Enfekte olan hücrenin içinde süregiden olaylardan birinin önlenmesi daha ümit verici görünmektedir; bu işlem virüse özgü bir reaksiyon olmalı ya da konağa toksik etki yapmalıdır. 3 âazido-2 ,3 â dideoksitimidin (AZT), bu yaklaşıma iyi bir örnek oluşturur. Bu timidin analoğu, HIV in DNA polimerazı tarafından normal timidine tercih edilir halbuki konak hücre polimerazları normal timidini kullanır. Sentezlenmekte olan DNA nın yapısına AZT girdiğinde replikasyon durur çünkü konak hücre polimerazı bir sonraki nükleotidi zincire ekleyemez. Yeterince az olan bir dozda AZT verildiğinde, konak hücreleri replikasyonunu normale yakın olarak sürdürürken, HIV bu ilacın varlığında pek nadiren kendini başarı ile çoğaltabilir. Ancak devamlı olarak kan hücrelerinin yenilendiği kemik iliği bu uygulamadan zarar görür ve anemi sık görülen bir yan etkidir. AZT, açıkça hastalık belirtilerini gösteren kimselerde yaşam süresini yaklaşık bir yıl uzatır ancak yeni enfekte olmuş kişilere muhtemelen daha fazla yarar sağlar.

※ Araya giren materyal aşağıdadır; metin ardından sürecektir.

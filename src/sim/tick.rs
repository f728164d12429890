//! Per-frame simulation step
//!
//! Advances the run by one display frame. `dt` is the elapsed-time scale where
//! 1.0 is one 60 Hz frame.

use glam::Vec2;
use rand::Rng;

use super::collision::{circles_overlap, hit_distance, newest_within, out_of_bounds, within};
use super::state::{
    Enemy, GameEvent, GamePhase, GameState, Owner, PickupKind, despawn_where,
};
use crate::consts::*;
use crate::{heading, polar_to_cartesian};

/// Input for a single frame
#[derive(Debug, Clone, Default)]
pub struct TickInput {
    pub up: bool,
    pub down: bool,
    pub left: bool,
    pub right: bool,
    /// Dash key held
    pub dash: bool,
    /// Cursor position in viewport coordinates
    pub pointer: Vec2,
}

impl TickInput {
    /// Update held state from a key name. Returns false for unmapped keys.
    pub fn set_key(&mut self, key: &str, held: bool) -> bool {
        let slot = match key.to_lowercase().as_str() {
            "w" | "arrowup" => &mut self.up,
            "s" | "arrowdown" => &mut self.down,
            "a" | "arrowleft" => &mut self.left,
            "d" | "arrowright" => &mut self.right,
            " " | "space" | "shift" => &mut self.dash,
            _ => return false,
        };
        *slot = held;
        true
    }

    /// Build input from the set of currently held key names
    pub fn from_keys<'a>(keys: impl IntoIterator<Item = &'a str>, pointer: Vec2) -> Self {
        let mut input = Self {
            pointer,
            ..Default::default()
        };
        for key in keys {
            input.set_key(key, true);
        }
        input
    }

    /// Unit movement direction (zero when idle or cancelled out)
    pub fn direction(&self) -> Vec2 {
        let mut dir = Vec2::ZERO;
        if self.up {
            dir.y -= 1.0;
        }
        if self.down {
            dir.y += 1.0;
        }
        if self.left {
            dir.x -= 1.0;
        }
        if self.right {
            dir.x += 1.0;
        }
        dir.normalize_or_zero()
    }
}

/// Advance the game state by one frame and return everything that happened
pub fn tick(state: &mut GameState, input: &TickInput, dt: f32) -> Vec<GameEvent> {
    if state.phase != GamePhase::Playing {
        return Vec::new();
    }
    let dt = dt.clamp(0.0, MAX_FRAME_SCALE);

    state.frame += 1;
    state.difficulty_ramp += state.config.difficulty_ramp_per_frame * dt;

    move_player(state, input, dt);
    decay_status_timers(state, dt);
    update_effects(state, dt);
    update_projectiles(state, dt);
    update_enemies(state, dt);

    resolve_enemy_contacts(state);
    let killed = resolve_bullet_hits(state);
    resolve_enemy_bullets(state);

    award_kills(state, killed);
    apply_level_ups(state);

    if state.player.is_dead() {
        state.phase = GamePhase::Defeated;
        let score = state.score;
        state.spawner.suspend();
        state.emit(GameEvent::Defeated { score });
        log::info!(
            "Defeated at level {} with score {} (frame {})",
            state.player.level,
            score,
            state.frame
        );
    }

    state.take_events()
}

fn move_player(state: &mut GameState, input: &TickInput, dt: f32) {
    let mut speed = PLAYER_SPEED;
    let dashing = input.dash
        && state.player.dash_ready()
        && state.config.dash.is_some()
        && input.direction() != Vec2::ZERO;
    if dashing {
        if let Some(dash) = &state.config.dash {
            speed *= dash.multiplier;
            state.player.dash_cooldown = dash.cooldown_frames;
        }
        let trail_from = state.player.pos;
        state.spawn_particles(trail_from, DASH_TRAIL_PARTICLES, 0x00ffff, 4.0);
        state.emit(GameEvent::DashUsed);
    }

    let viewport = state.config.viewport;
    let player = &mut state.player;
    player.pos += input.direction() * speed * dt;
    player.pos.x = player.pos.x.clamp(PLAYER_MARGIN, viewport.x - PLAYER_MARGIN);
    player.pos.y = player.pos.y.clamp(PLAYER_MARGIN, viewport.y - PLAYER_MARGIN);
    player.facing = heading(player.pos, input.pointer);
}

fn decay_status_timers(state: &mut GameState, dt: f32) {
    let player = &mut state.player;
    player.dash_cooldown = (player.dash_cooldown - dt).max(0.0);
    player.shield = (player.shield - dt).max(0.0);
    player.contact_grace = (player.contact_grace - dt).max(0.0);
}

/// Particles, damage text and pickups
fn update_effects(state: &mut GameState, dt: f32) {
    for particle in state.particles.iter_mut() {
        particle.pos += particle.vel * dt;
        particle.life -= PARTICLE_FADE * dt;
    }
    despawn_where(&mut state.particles, &mut state.events, |p| p.life <= 0.0);

    for text in state.damage_texts.iter_mut() {
        text.pos += text.vel * dt;
        text.life -= DAMAGE_TEXT_FADE * dt;
    }
    despawn_where(&mut state.damage_texts, &mut state.events, |t| t.life <= 0.0);

    let Some(drops) = state.config.drops.clone() else {
        return;
    };
    let player_pos = state.player.pos;
    let mut collected = Vec::new();
    for pickup in state.pickups.iter_mut() {
        pickup.ttl -= dt;
        if within(player_pos, pickup.pos, drops.pickup_radius) {
            collected.push(pickup.id);
        }
    }
    for pickup in state.pickups.iter().filter(|p| collected.contains(&p.id)) {
        match pickup.kind {
            PickupKind::Heal => state.player.heal(drops.heal_amount),
            PickupKind::Shield => state.player.shield = drops.shield_frames,
        }
        state.events.push(GameEvent::ItemCollected { kind: pickup.kind });
    }
    despawn_where(&mut state.pickups, &mut state.events, |p| {
        collected.contains(&p.id) || p.ttl <= 0.0
    });
}

fn update_projectiles(state: &mut GameState, dt: f32) {
    let viewport = state.config.viewport;
    for bullet in state.bullets.iter_mut().chain(state.enemy_bullets.iter_mut()) {
        bullet.pos += bullet.vel * dt;
    }
    despawn_where(&mut state.bullets, &mut state.events, |b| {
        out_of_bounds(b.pos, viewport, CULL_MARGIN)
    });
    despawn_where(&mut state.enemy_bullets, &mut state.events, |b| {
        out_of_bounds(b.pos, viewport, CULL_MARGIN)
    });
}

fn update_enemies(state: &mut GameState, dt: f32) {
    let target = state.player.pos;
    let frame = state.frame;
    let speed_bonus = state.config.speed_per_difficulty * state.difficulty();
    let can_fire = state.config.enemy_fire;

    // (origin, angle) of each enemy projectile, spawned after the loop
    let mut shots: Vec<(Vec2, f32)> = Vec::new();

    for enemy in state.enemies.iter_mut() {
        let params = state.config.archetypes.get(enemy.archetype);
        let to_player = heading(enemy.pos, target);
        let fleeing = params
            .flee_radius
            .is_some_and(|r| within(enemy.pos, target, r));
        let angle = if fleeing {
            to_player + std::f32::consts::PI
        } else {
            to_player
        };
        enemy.pos += polar_to_cartesian((enemy.speed + speed_bonus) * dt, angle);

        let Some(interval) = params.fire_interval else {
            continue;
        };
        if !can_fire || params.volley == 0 || frame.saturating_sub(enemy.last_fired) < interval {
            continue;
        }
        enemy.last_fired = frame;
        if params.volley == 1 {
            shots.push((enemy.pos, heading(enemy.pos, target)));
        } else {
            let step = std::f32::consts::TAU / params.volley as f32;
            for k in 0..params.volley {
                shots.push((enemy.pos, step * k as f32));
            }
        }
    }

    let speed = state.config.enemy_bullet_speed;
    let damage = state.config.enemy_bullet_damage;
    for (origin, angle) in shots {
        state.spawn_projectile(Owner::Enemy, origin, angle, speed, damage);
    }
}

/// Apply damage to the player unless shielded
fn hurt_player(state: &mut GameState, amount: f32) {
    if state.player.shielded() {
        state.emit(GameEvent::ShieldBlocked);
        return;
    }
    let dealt = state.player.take_damage(amount);
    let health = state.player.health;
    state.emit(GameEvent::PlayerHit {
        amount: dealt,
        health,
    });
}

fn resolve_enemy_contacts(state: &mut GameState) {
    let fixed = state.config.fixed_hit_distance;
    let grace = state.config.contact_grace_frames;
    let player_pos = state.player.pos;

    let touching: Vec<f32> = state
        .enemies
        .iter()
        .filter(|e| within(player_pos, e.pos, hit_distance(fixed, PLAYER_RADIUS, e.radius)))
        .map(|e| e.contact_damage)
        .collect();

    for damage in touching {
        if state.player.contact_grace > 0.0 {
            break;
        }
        let shielded = state.player.shielded();
        hurt_player(state, damage);
        // Grace starts from a hit that landed
        if !shielded {
            state.player.contact_grace = grace;
        }
    }
}

/// Bullets vs enemies. Returns the enemies that died, already removed.
fn resolve_bullet_hits(state: &mut GameState) -> Vec<Enemy> {
    let fixed = state.config.fixed_hit_distance;
    let show_text = state.config.damage_text;
    let mut dead_ids = Vec::new();

    // Newest enemy first, and it takes the newest bullet in range
    for idx in (0..state.enemies.len()).rev() {
        let (enemy_id, enemy_pos, enemy_radius) = {
            let e = &state.enemies[idx];
            (e.id, e.pos, e.radius)
        };
        let reach = hit_distance(fixed, BULLET_RADIUS, enemy_radius);
        // At most one bullet per enemy per frame
        let Some(b_idx) = newest_within(enemy_pos, reach, state.bullets.iter().map(|b| &b.pos))
        else {
            continue;
        };
        let bullet = state.bullets.remove(b_idx);
        state.emit(GameEvent::Despawned { id: bullet.id });

        let enemy = &mut state.enemies[idx];
        let was_alive = enemy.health > 0.0;
        enemy.health = (enemy.health - bullet.damage).max(0.0);
        let now_dead = enemy.health <= 0.0;

        state.emit(GameEvent::DamageDealt {
            enemy_id,
            amount: bullet.damage,
            pos: enemy_pos,
        });
        if show_text {
            state.spawn_damage_text(enemy_pos, bullet.damage);
        }
        if was_alive && now_dead {
            dead_ids.push(enemy_id);
        }
    }

    // Kills resolve in the order they happened
    let killed: Vec<Enemy> = dead_ids
        .iter()
        .filter_map(|id| {
            let idx = state.enemies.iter().position(|e| e.id == *id)?;
            Some(state.enemies.remove(idx))
        })
        .collect();
    for enemy in &killed {
        state.events.push(GameEvent::Despawned { id: enemy.id });
    }
    killed
}

fn resolve_enemy_bullets(state: &mut GameState) {
    let player_pos = state.player.pos;
    let hits: Vec<(u32, f32)> = state
        .enemy_bullets
        .iter()
        .filter(|b| circles_overlap(player_pos, PLAYER_RADIUS, b.pos, b.radius))
        .map(|b| (b.id, b.damage))
        .collect();
    if hits.is_empty() {
        return;
    }

    despawn_where(&mut state.enemy_bullets, &mut state.events, |b| {
        hits.iter().any(|(id, _)| *id == b.id)
    });
    for (_, damage) in hits {
        hurt_player(state, damage);
    }
}

/// Explosion, score, experience and drops for each dead enemy
fn award_kills(state: &mut GameState, killed: Vec<Enemy>) {
    for enemy in killed {
        state.spawn_particles(enemy.pos, EXPLOSION_PARTICLES, enemy.archetype.color(), 10.0);
        state.score += enemy.score;
        if state.config.leveling {
            state.player.experience += enemy.experience;
        }
        state.emit(GameEvent::EnemyKilled {
            id: enemy.id,
            archetype: enemy.archetype,
            pos: enemy.pos,
            score: enemy.score,
        });
        log::debug!("Killed {} #{}", enemy.archetype.as_str(), enemy.id);

        if enemy.archetype.is_boss() {
            state.boss_active = false;
            let delay = state.config.boss_resume_delay_ms;
            state.spawner.schedule(delay);
            state.emit(GameEvent::BossDefeated { id: enemy.id });
            log::info!("Boss #{} defeated, spawning resumes in {}ms", enemy.id, delay);
        }

        if let Some(drops) = state.config.drops.clone() {
            if state.rng.random_bool(drops.chance) {
                let kind = if state.rng.random_bool(drops.heal_share) {
                    PickupKind::Heal
                } else {
                    PickupKind::Shield
                };
                state.spawn_pickup(kind, enemy.pos, drops.lifetime_frames);
            }
        }
    }
}

fn apply_level_ups(state: &mut GameState) {
    if !state.config.leveling {
        return;
    }
    while state.player.experience_to_next > 0.0
        && state.player.experience >= state.player.experience_to_next
    {
        let player = &mut state.player;
        player.experience -= player.experience_to_next;
        player.level += 1;
        player.experience_to_next *= state.config.experience_growth;
        player.heal(state.config.level_up_heal);

        let level = player.level;
        state.emit(GameEvent::LevelUp { level });
        log::info!("Level up: {}", level);

        if state
            .config
            .boss_every
            .is_some_and(|n| n > 0 && level % n == 0)
        {
            state.boss_pending = true;
            state.emit(GameEvent::BossIncoming);
        }
    }
    let player = &mut state.player;
    player.experience = player.experience.clamp(0.0, player.experience_to_next);
}
//! Void Pulse entry point
//!
//! Natively this runs a headless attract-mode session: the autopilot plays a
//! seeded run and the summary is printed. The web build is driven by the host
//! page through the library.

#[cfg(not(target_arch = "wasm32"))]
mod headless {
    use std::path::PathBuf;

    use clap::Parser;

    use void_pulse::consts::FRAME_MS;
    use void_pulse::highscore::{FileStore, MemoryStore, ScoreStore};
    use void_pulse::sim::{GameEvent, autopilot};
    use void_pulse::{Session, SimConfig, Variant, platform};

    #[derive(Parser)]
    #[command(name = "void-pulse")]
    #[command(
        author,
        version,
        about = "Void Pulse - headless attract-mode run"
    )]
    struct Args {
        /// Run seed (defaults to the wall clock)
        #[arg(long)]
        seed: Option<u64>,

        /// Game variant: classic, leveling, ranged or final (v1-v4)
        #[arg(long, default_value = "final")]
        variant: Variant,

        /// Frames to simulate before stopping
        #[arg(long, default_value_t = 60 * 60 * 5)]
        frames: u64,

        /// JSON config file, overrides --variant
        #[arg(long)]
        config: Option<PathBuf>,

        /// Read and write the high score file
        #[arg(long)]
        persist: bool,
    }

    pub fn run() {
        platform::init_logging();

        let options = Args::parse();
        let seed = options.seed.unwrap_or_else(platform::clock_seed);

        let config = match &options.config {
            Some(path) => match SimConfig::load(path) {
                Ok(config) => config,
                Err(e) => {
                    eprintln!("error: {}: {}", path.display(), e);
                    std::process::exit(2);
                }
            },
            None => SimConfig::preset(options.variant),
        };

        let store: Box<dyn ScoreStore> = if options.persist {
            Box::new(FileStore::from_env())
        } else {
            Box::new(MemoryStore::default())
        };

        log::info!(
            "Void Pulse (headless) starting: {} variant, seed {}",
            config.variant.as_str(),
            seed
        );

        let mut session = match Session::new(config, seed, store) {
            Ok(session) => session,
            Err(e) => {
                eprintln!("error: {}", e);
                std::process::exit(2);
            }
        };
        session.start();

        let mut kills = 0u32;
        let mut bosses = 0u32;
        let mut frames = 0u64;
        while frames < options.frames && session.state().is_playing() {
            let command = autopilot(session.state());
            if let Some(target) = command.fire_at {
                session.pointer_down(target);
            }
            let output = session.frame(&command.input, FRAME_MS);
            for event in &output.events {
                match event {
                    GameEvent::EnemyKilled { .. } => kills += 1,
                    GameEvent::BossDefeated { .. } => bosses += 1,
                    _ => {}
                }
            }
            frames += 1;
        }

        let hud = session.hud();
        println!("frames:     {}", frames);
        println!("outcome:    {}", if hud.game_over { "defeated" } else { "survived" });
        println!("score:      {}", hud.score);
        println!("level:      {}", hud.level);
        println!("kills:      {}", kills);
        println!("bosses:     {}", bosses);
        println!("health:     {:.0}%", hud.health_fraction * 100.0);
        println!("high score: {}", session.high_score());
    }

}

#[cfg(not(target_arch = "wasm32"))]
fn main() {
    headless::run();
}

#[cfg(target_arch = "wasm32")]
fn main() {
    // WASM entry point is platform::wasm_start, this is just to satisfy the compiler
}
//! Game session: the lifecycle surface the host drives
//!
//! Menu → Playing → Defeated. The host calls [`Session::frame`] once per
//! display refresh with wall time; the session runs the frame step and the
//! spawner timer from it and records the high score when the run ends.

use glam::Vec2;

use crate::config::SimConfig;
use crate::consts::{FRAME_MS, MAX_FRAME_SCALE};
use crate::error::Result;
use crate::highscore::{HighScore, ScoreStore};
use crate::sim::{GameEvent, GamePhase, GameState, HudSnapshot, TickInput, fire, spawner, tick};

/// Result of one host frame
#[derive(Debug, Clone)]
pub struct FrameOutput {
    pub events: Vec<GameEvent>,
    pub hud: HudSnapshot,
}

/// A single run plus its high score storage
pub struct Session {
    state: GameState,
    high_score: HighScore,
    store: Box<dyn ScoreStore>,
    /// The end of the run has been handled
    finished: bool,
}

impl Session {
    /// Create a run in the menu, loading the stored high score.
    /// Fails if the config does not validate.
    pub fn new(config: SimConfig, seed: u64, store: Box<dyn ScoreStore>) -> Result<Self> {
        config.validate()?;
        let high_score = HighScore::load(&*store);
        Ok(Self {
            state: GameState::new(config, seed),
            high_score,
            store,
            finished: false,
        })
    }

    /// Resume from a saved or scripted state
    pub fn from_state(state: GameState, store: Box<dyn ScoreStore>) -> Result<Self> {
        state.config.validate()?;
        let high_score = HighScore::load(&*store);
        let finished = state.phase == GamePhase::Defeated;
        Ok(Self {
            state,
            high_score,
            store,
            finished,
        })
    }

    /// Leave the menu and begin spawning
    pub fn start(&mut self) -> bool {
        self.state.start()
    }

    /// Advance by `elapsed_ms` of wall time
    pub fn frame(&mut self, input: &TickInput, elapsed_ms: f32) -> FrameOutput {
        let elapsed_ms = elapsed_ms.clamp(0.0, FRAME_MS * MAX_FRAME_SCALE);
        let dt = elapsed_ms / FRAME_MS;

        let mut events = tick(&mut self.state, input, dt);
        events.extend(spawner::advance(&mut self.state, elapsed_ms));

        if self.state.phase == GamePhase::Defeated && !self.finished {
            self.finish();
        }

        let hud = HudSnapshot::capture(&self.state, &events, self.high_score.best);
        FrameOutput { events, hud }
    }

    /// Pointer-down handler: fire toward `target`
    pub fn pointer_down(&mut self, target: Vec2) -> Vec<GameEvent> {
        fire(&mut self.state, target)
    }

    fn finish(&mut self) {
        self.finished = true;
        let score = self.state.score;
        if self.high_score.record(score) {
            log::info!("New high score: {}", score);
            self.high_score.save(&mut *self.store);
        }
    }

    pub fn state(&self) -> &GameState {
        &self.state
    }

    pub fn phase(&self) -> GamePhase {
        self.state.phase
    }

    pub fn high_score(&self) -> u64 {
        self.high_score.best
    }

    pub fn hud(&self) -> HudSnapshot {
        HudSnapshot::capture(&self.state, &[], self.high_score.best)
    }
}
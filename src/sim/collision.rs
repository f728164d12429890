//! Distance-threshold collision checks
//!
//! Every footprint is a circle. Two entities touch when the distance between
//! centers is below the hit distance. No spatial partitioning: callers loop
//! over every pair.

use glam::Vec2;

/// Whether two circles overlap
#[inline]
pub fn circles_overlap(a: Vec2, a_radius: f32, b: Vec2, b_radius: f32) -> bool {
    within(a, b, a_radius + b_radius)
}

/// Whether two points are closer than `distance`
#[inline]
pub fn within(a: Vec2, b: Vec2, distance: f32) -> bool {
    a.distance_squared(b) < distance * distance
}

/// Hit distance: the fixed override when set, otherwise the sum of radii
#[inline]
pub fn hit_distance(fixed: Option<f32>, a_radius: f32, b_radius: f32) -> f32 {
    fixed.unwrap_or(a_radius + b_radius)
}

/// Index of the last point within `distance` of `center`. Lists are kept in
/// spawn order, so this is the newest one in range.
pub fn newest_within<'a, I>(center: Vec2, distance: f32, points: I) -> Option<usize>
where
    I: IntoIterator<Item = &'a Vec2>,
    I::IntoIter: DoubleEndedIterator + ExactSizeIterator,
{
    points
        .into_iter()
        .rposition(|p| within(center, *p, distance))
}

/// Whether a point lies outside the viewport grown by `margin` on every side
#[inline]
pub fn out_of_bounds(pos: Vec2, viewport: Vec2, margin: f32) -> bool {
    pos.x < -margin || pos.y < -margin || pos.x > viewport.x + margin || pos.y > viewport.y + margin
}

#[cfg(test)]
mod tests {
    use super::*;

    #[test]
    fn test_overlap_is_strict() {
        let a = Vec2::ZERO;
        assert!(circles_overlap(a, 5.0, Vec2::new(9.9, 0.0), 5.0));
        assert!(!circles_overlap(a, 5.0, Vec2::new(10.0, 0.0), 5.0));
    }

    #[test]
    fn test_hit_distance_prefers_fixed() {
        assert_eq!(hit_distance(Some(25.0), 4.0, 60.0), 25.0);
        assert_eq!(hit_distance(None, 4.0, 60.0), 64.0);
    }

    #[test]
    fn test_newest_within_returns_latest() {
        let points = [
            Vec2::new(1.0, 0.0),
            Vec2::new(3.0, 0.0),
            Vec2::new(100.0, 0.0),
        ];
        assert_eq!(newest_within(Vec2::ZERO, 5.0, &points), Some(1));
        assert_eq!(newest_within(Vec2::ZERO, 2.0, &points), Some(0));
        assert_eq!(newest_within(Vec2::ZERO, 0.5, &points), None);
    }

    #[test]
    fn test_out_of_bounds_margin() {
        let viewport = Vec2::new(800.0, 600.0);
        assert!(!out_of_bounds(Vec2::new(-49.0, 10.0), viewport, 50.0));
        assert!(out_of_bounds(Vec2::new(-51.0, 10.0), viewport, 50.0));
        assert!(out_of_bounds(Vec2::new(10.0, 651.0), viewport, 50.0));
        assert!(!out_of_bounds(Vec2::new(850.0, 650.0), viewport, 50.0));
    }
}
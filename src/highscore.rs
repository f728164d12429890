//! Persisted high score
//!
//! A single scalar: read once at startup, written once when a run ends with a
//! new best. LocalStorage on the web, a JSON file natively.

use std::cell::Cell;
use std::rc::Rc;

use serde::{Deserialize, Serialize};

use crate::error::Result;

/// Best score seen so far
#[derive(Debug, Clone, Copy, PartialEq, Eq, Serialize, Deserialize, Default)]
pub struct HighScore {
    pub best: u64,
}

impl HighScore {
    pub fn new(best: u64) -> Self {
        Self { best }
    }

    /// Check if a score beats the stored best
    pub fn qualifies(&self, score: u64) -> bool {
        score > self.best
    }

    /// Keep `score` if it is a new best. Returns true when it was.
    pub fn record(&mut self, score: u64) -> bool {
        if !self.qualifies(score) {
            return false;
        }
        self.best = score;
        true
    }

    /// Read from a store, starting fresh if it cannot be read
    pub fn load(store: &dyn ScoreStore) -> Self {
        match store.load() {
            Ok(best) => {
                log::info!("Loaded high score {}", best);
                Self { best }
            }
            Err(e) => {
                log::warn!("High score unavailable ({}), starting fresh", e);
                Self::default()
            }
        }
    }

    /// Write to a store. Failures are logged, never fatal.
    pub fn save(&self, store: &mut dyn ScoreStore) {
        match store.save(self.best) {
            Ok(()) => log::info!("High score saved ({})", self.best),
            Err(e) => log::warn!("Failed to save high score: {}", e),
        }
    }
}

/// Where the high score lives
pub trait ScoreStore {
    /// Stored best, 0 when nothing has been saved yet
    fn load(&self) -> Result<u64>;
    fn save(&mut self, best: u64) -> Result<()>;
}

/// In-memory store for tests and headless runs. Clones share one slot, so a
/// caller can keep a handle to a store it boxed into a session.
#[derive(Debug, Clone, Default)]
pub struct MemoryStore {
    slot: Rc<Cell<MemorySlot>>,
}

#[derive(Debug, Clone, Copy, Default)]
struct MemorySlot {
    best: u64,
    writes: u32,
}

impl MemoryStore {
    pub fn with_best(best: u64) -> Self {
        Self {
            slot: Rc::new(Cell::new(MemorySlot { best, writes: 0 })),
        }
    }

    pub fn best(&self) -> u64 {
        self.slot.get().best
    }

    /// Number of successful saves
    pub fn writes(&self) -> u32 {
        self.slot.get().writes
    }
}

impl ScoreStore for MemoryStore {
    fn load(&self) -> Result<u64> {
        Ok(self.best())
    }

    fn save(&mut self, best: u64) -> Result<()> {
        let writes = self.writes() + 1;
        self.slot.set(MemorySlot { best, writes });
        Ok(())
    }
}

/// JSON file store (native only)
#[cfg(not(target_arch = "wasm32"))]
#[derive(Debug, Clone)]
pub struct FileStore {
    path: std::path::PathBuf,
}

#[cfg(not(target_arch = "wasm32"))]
impl FileStore {
    /// Environment variable overriding the file location
    pub const PATH_ENV: &'static str = "VOID_PULSE_HIGH_SCORE";
    const DEFAULT_PATH: &'static str = "void_pulse_high.json";

    pub fn new(path: impl Into<std::path::PathBuf>) -> Self {
        Self { path: path.into() }
    }

    pub fn from_env() -> Self {
        let path = std::env::var_os(Self::PATH_ENV)
            .map(std::path::PathBuf::from)
            .unwrap_or_else(|| Self::DEFAULT_PATH.into());
        Self { path }
    }

    pub fn path(&self) -> &std::path::Path {
        &self.path
    }
}

#[cfg(not(target_arch = "wasm32"))]
impl ScoreStore for FileStore {
    fn load(&self) -> Result<u64> {
        match std::fs::read_to_string(&self.path) {
            Ok(json) => Ok(serde_json::from_str::<HighScore>(&json)?.best),
            Err(e) if e.kind() == std::io::ErrorKind::NotFound => Ok(0),
            Err(e) => Err(e.into()),
        }
    }

    fn save(&mut self, best: u64) -> Result<()> {
        let json = serde_json::to_string(&HighScore { best })?;
        std::fs::write(&self.path, json)?;
        Ok(())
    }
}

/// Browser LocalStorage store (WASM only)
#[cfg(target_arch = "wasm32")]
#[derive(Debug, Clone, Default)]
pub struct LocalStorageStore;

#[cfg(target_arch = "wasm32")]
impl LocalStorageStore {
    /// LocalStorage key, stored as a plain decimal string
    const STORAGE_KEY: &'static str = "void_pulse_high";

    fn storage() -> Result<web_sys::Storage> {
        web_sys::window()
            .and_then(|w| w.local_storage().ok())
            .flatten()
            .ok_or(crate::error::Error::StorageUnavailable)
    }
}

#[cfg(target_arch = "wasm32")]
impl ScoreStore for LocalStorageStore {
    fn load(&self) -> Result<u64> {
        let storage = Self::storage()?;
        let value = storage
            .get_item(Self::STORAGE_KEY)
            .map_err(|_| crate::error::Error::StorageUnavailable)?;
        // Anything unparsable counts as no score, like a fresh browser
        Ok(value.and_then(|v| v.trim().parse().ok()).unwrap_or(0))
    }

    fn save(&mut self, best: u64) -> Result<()> {
        Self::storage()?
            .set_item(Self::STORAGE_KEY, &best.to_string())
            .map_err(|_| crate::error::Error::StorageUnavailable)
    }
}

/// The platform's persistent store
pub fn default_store() -> Box<dyn ScoreStore> {
    #[cfg(target_arch = "wasm32")]
    {
        Box::new(LocalStorageStore)
    }
    #[cfg(not(target_arch = "wasm32"))]
    {
        Box::new(FileStore::from_env())
    }
}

AZT kullanımı açısından önemli görünen bir risk HIV polimeraz genine ilişkindir. Bu gen hata oranı alışılmadık ölçüde yüksek bir gendir (yalnızca 10.000 nükleotitten oluşan bir genoma sahip olmasına rağmen her 2000 bazda bir yanlış eşleme yapar) ve AZT e karşı direnç geliştirecek bir mutasyona uğrayabilir. Şans eseri henüz böyle bir durumla karşılaşılmamıştır. İlaç aynı zamanda sentezlenmesi pahalıya mal olan ve hastaya günde birkaç defa verilmekte ve tedavinin ne kadar süreceği genellikle önceden belirlenememektedir. Daha pratik ve etkin tedavi yöntemleri bulmak için yoğun araştırmalar sürdürülmektedir. Örneğin, virüs genomunun bir kısmına komplementer özellikteki bir anti-sense RNA kullanımı, daha uygun bir tedavi olabilir; çünkü bu tamamen özgün ve zararsız bir ilaç olacaktır. Ancak bu yaklaşımın uygulanabilmesi için ilacın, hedef hücrelere etkin biçimde ulaştırılmasını sağlayacak ve RNAaz enzimlerine dirençli hale getirecek uygulamaların yapılması gerekmektedir. Virüsün bağlandığı CD4 molekülünün bir kısmını enjekte etmek de diğer bir tedavi yaklaşımıdır. Bütün ümit verici yaklaşımlara rağmen risk altındaki grupların yaşam tarzlarını bulaşmadan korunmayı esas alacak şekilde düzenlemeleri, hastalıkla mücadelede günümüzde en etkin ve pratik yol olarak görünmektedir.
Türkiyede AIDS
Günümüzün en çok korkulan, buna karşın en çok göz ardı edilen hastalığı olan AIDS, gerekli önlemlerin etkili ve hızlı bir şekilde alınmadığı ülkelerde hızla yayılmaktadır. Dünyada her gün 16 bin kişinin AIDS virüsü ile enfekte olduğu düşünülürse ülkemizin de bu hastalıktan etkilenmeyeceği düşünülemez. Zira; Türkiye de 31.12.1999 itibarı ile 983 vaka bildirilmiştir (Sağlık Bakanlığı verilerine göre).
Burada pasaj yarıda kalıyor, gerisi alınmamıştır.